PROBLEM REQUIREMENTS: Which lines of the records below contain the string "when"? Report each of them.

ENTRIES SHOWN:

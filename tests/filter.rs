use rust_htslib::bam::record::{Aux, Record};
use spliced_bam2gff_rs::transcript::keep_record;

const UNMAPPED: u16 = 0x4;
const SECONDARY: u16 = 0x100;
const SUPPLEMENTARY: u16 = 0x800;

#[test]
fn mapped_primary_records_are_kept() {
    let record = Record::new();
    assert!(keep_record(&record, false));
    assert!(keep_record(&record, true));
}

#[test]
fn unmapped_records_are_always_dropped() {
    let mut record = Record::new();
    record.set_flags(UNMAPPED);
    assert!(!keep_record(&record, false));
    assert!(!keep_record(&record, true));
}

#[test]
fn secondary_and_supplementary_are_dropped_by_default() {
    let mut record = Record::new();
    record.set_flags(SECONDARY);
    assert!(!keep_record(&record, false));
    assert!(keep_record(&record, true));

    record.set_flags(SUPPLEMENTARY);
    assert!(!keep_record(&record, false));
    assert!(keep_record(&record, true));
}

#[test]
fn split_reads_are_dropped_by_default() {
    let mut record = Record::new();
    record
        .push_aux(b"SA", Aux::String("chr9,1000,+,50M,60,0;"))
        .unwrap();
    assert!(!keep_record(&record, false));
    assert!(keep_record(&record, true));
}
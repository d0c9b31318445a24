// cli.rs is used only by the binary.
#![allow(dead_code)]
use crate::strand::StrandPolicy;
use clap::Parser;
use std::path::PathBuf;

#[derive(Parser, Debug)]
#[command(
    name = "spliced-bam2gff-rs",
    about = "Convert spliced BAM alignments into per-read GFF2 gene models",
    version
)]
pub struct Args {
    /// Input BAM with spliced alignments ("-" reads from standard input)
    pub in_bam: String,

    /// Input is from minimap2 (ts strand tag, read-relative convention)
    #[arg(short = 'M', long = "minimap2")]
    pub minimap: bool,

    /// Use the read strand from the BAM flags as feature orientation
    #[arg(short = 's', long = "read-strand", conflicts_with = "tag_read_strand")]
    pub read_strand: bool,

    /// Use the strand tag, falling back to the read strand when missing
    #[arg(short = 'g', long = "tag-read-strand")]
    pub tag_read_strand: bool,

    /// Do NOT discard secondary and supplementary alignments
    #[arg(short = 'S', long = "keep-secondary")]
    pub keep_secondary: bool,

    /// Classify deletions at least this long as introns
    #[arg(short = 'd', long = "max-del", value_name = "LEN", default_value_t = 8)]
    pub max_del: u32,

    /// Write output partitioned into locus bundles under this directory
    /// instead of streaming GFF to stdout
    #[arg(short = 'L', long = "out-dir", value_name = "DIR")]
    pub out_dir: Option<PathBuf>,

    /// Bundle together loci in batches of at least this many transcripts
    #[arg(short = 'b', long = "min-bundle", value_name = "N", requires = "out_dir")]
    pub min_bundle: Option<u64>,

    /// Number of BGZF decompression threads
    #[arg(short = 't', long = "threads", default_value_t = 1)]
    pub threads: usize,

    /// Suppress progress output and set logging level to WARN
    #[arg(short = 'q', long)]
    pub quiet: bool,
}

impl Args {
    /// Strand policy selected by the mutually exclusive -s / -g flags;
    /// tag-only is the default.
    pub fn strand_policy(&self) -> StrandPolicy {
        if self.read_strand {
            StrandPolicy::Read
        } else if self.tag_read_strand {
            StrandPolicy::TagThenRead
        } else {
            StrandPolicy::Tag
        }
    }
}
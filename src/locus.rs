use crate::gff::{Feature, GFF_SOURCE};
use crate::transcript::{ConvertConfig, ReadAln, TranscriptBuilder};
use anyhow::{bail, Result};

/// A maximal run of overlapping alignments on one chromosome, already
/// converted to output features. Immutable once emitted.
#[derive(Debug)]
pub struct Locus {
    pub chrom: String,
    pub start: i64,
    /// Max alignment end over the contained reads.
    pub end: i64,
    pub feats: Vec<Feature>,
    /// Emission index, strictly increasing across the run.
    pub order: u64,
    /// Number of transcripts in the locus.
    pub size: u64,
}

struct OpenLocus {
    chrom: String,
    start: i64,
    end: i64,
    order: u64,
    cache: Vec<ReadAln>,
}

/// Streaming grouper: consumes position-sorted alignments and emits loci.
///
/// Alignment-to-feature conversion is deferred to locus close, so the cost
/// is paid once per group alongside the boundary decision.
pub struct LocusAggregator {
    builder: TranscriptBuilder,
    open: Option<OpenLocus>,
    next_order: u64,
    current_chrom: Option<String>,
}

impl LocusAggregator {
    pub fn new(cfg: ConvertConfig) -> Self {
        Self {
            builder: TranscriptBuilder::new(cfg),
            open: None,
            next_order: 0,
            current_chrom: None,
        }
    }

    /// Feed the next sorted alignment. Returns the closed locus when `aln`
    /// starts a new group; unsorted input within a group is fatal.
    pub fn push(&mut self, aln: ReadAln) -> Result<Option<Locus>> {
        let Some(open) = self.open.as_mut() else {
            self.seed(aln);
            return Ok(None);
        };

        if aln.chrom == open.chrom && aln.start <= open.end {
            let last = open
                .cache
                .last()
                .expect("open locus holds at least one alignment");
            if aln.start < last.start {
                bail!(
                    "input BAM is not sorted: {}:{} follows {}:{}",
                    aln.chrom,
                    aln.start,
                    last.chrom,
                    last.start
                );
            }
            open.end = open.end.max(aln.end);
            open.cache.push(aln);
            return Ok(None);
        }

        let closed = self.close_open()?;
        self.seed(aln);
        Ok(closed)
    }

    /// End of input: close and emit the final locus, if any.
    pub fn finish(&mut self) -> Result<Option<Locus>> {
        self.close_open()
    }

    /// Zero-length exon blocks dropped during conversion so far.
    pub fn zero_len_dropped(&self) -> u64 {
        self.builder.zero_len_dropped()
    }

    fn seed(&mut self, aln: ReadAln) {
        if self.current_chrom.as_deref() != Some(aln.chrom.as_str()) {
            tracing::info!(chrom = %aln.chrom, "processing chromosome");
            self.current_chrom = Some(aln.chrom.clone());
        }
        let order = self.next_order;
        self.next_order += 1;
        self.open = Some(OpenLocus {
            chrom: aln.chrom.clone(),
            start: aln.start,
            end: aln.end,
            order,
            cache: vec![aln],
        });
    }

    fn close_open(&mut self) -> Result<Option<Locus>> {
        let Some(open) = self.open.take() else {
            return Ok(None);
        };
        let mut feats = Vec::with_capacity(open.cache.len() * 2);
        for aln in &open.cache {
            let tx = self.builder.build(aln)?;
            feats.extend(tx.to_features(GFF_SOURCE));
        }
        Ok(Some(Locus {
            chrom: open.chrom,
            start: open.start,
            end: open.end,
            feats,
            order: open.order,
            size: open.cache.len() as u64,
        }))
    }
}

SOLUTION:
    /// Use the strand tag, falling back to the read strand when missing
    /// Feed the next sorted alignment. Returns the closed locus when `aln`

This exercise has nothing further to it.